Material provided Block Start

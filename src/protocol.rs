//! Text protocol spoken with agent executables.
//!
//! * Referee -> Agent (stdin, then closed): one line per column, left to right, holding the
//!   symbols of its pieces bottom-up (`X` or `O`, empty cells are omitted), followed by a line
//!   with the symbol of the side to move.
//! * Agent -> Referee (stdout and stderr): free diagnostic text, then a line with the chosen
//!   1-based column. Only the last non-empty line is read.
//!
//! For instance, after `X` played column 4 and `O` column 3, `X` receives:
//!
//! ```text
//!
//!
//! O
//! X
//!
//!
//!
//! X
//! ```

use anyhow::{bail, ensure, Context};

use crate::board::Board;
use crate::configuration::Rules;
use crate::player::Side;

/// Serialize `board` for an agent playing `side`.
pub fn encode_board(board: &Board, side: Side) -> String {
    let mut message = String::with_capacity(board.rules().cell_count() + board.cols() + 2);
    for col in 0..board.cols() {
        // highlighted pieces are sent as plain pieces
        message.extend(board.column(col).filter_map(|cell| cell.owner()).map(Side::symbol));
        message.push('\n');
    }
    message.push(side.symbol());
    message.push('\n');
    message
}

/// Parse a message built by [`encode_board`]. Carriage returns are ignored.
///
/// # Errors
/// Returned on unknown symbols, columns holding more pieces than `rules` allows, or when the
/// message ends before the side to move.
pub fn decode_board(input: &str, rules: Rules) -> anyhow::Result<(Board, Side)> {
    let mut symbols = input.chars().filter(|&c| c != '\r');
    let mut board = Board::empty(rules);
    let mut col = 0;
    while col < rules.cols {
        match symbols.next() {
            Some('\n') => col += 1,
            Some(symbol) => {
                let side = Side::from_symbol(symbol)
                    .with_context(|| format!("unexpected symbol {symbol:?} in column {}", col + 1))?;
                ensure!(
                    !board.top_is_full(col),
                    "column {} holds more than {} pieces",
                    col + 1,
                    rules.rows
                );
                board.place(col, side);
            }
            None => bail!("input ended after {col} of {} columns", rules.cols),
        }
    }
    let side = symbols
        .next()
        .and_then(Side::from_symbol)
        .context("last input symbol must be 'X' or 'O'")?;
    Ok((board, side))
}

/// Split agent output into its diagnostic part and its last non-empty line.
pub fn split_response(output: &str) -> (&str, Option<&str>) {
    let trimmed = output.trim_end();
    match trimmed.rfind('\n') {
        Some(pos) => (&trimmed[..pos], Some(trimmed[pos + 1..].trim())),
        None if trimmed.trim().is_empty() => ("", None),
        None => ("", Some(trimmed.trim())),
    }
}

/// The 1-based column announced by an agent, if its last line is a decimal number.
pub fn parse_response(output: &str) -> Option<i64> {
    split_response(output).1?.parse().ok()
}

Material provided Block End

__Exercise instructions__:
A line qualifies when it holds the word "holding"; report all qualifying lines from the records above.

__Exercise response__:
//! * Referee -> Agent (stdin, then closed): one line per column, left to right, holding the
/// Returned on unknown symbols, columns holding more pieces than `rules` allows, or when the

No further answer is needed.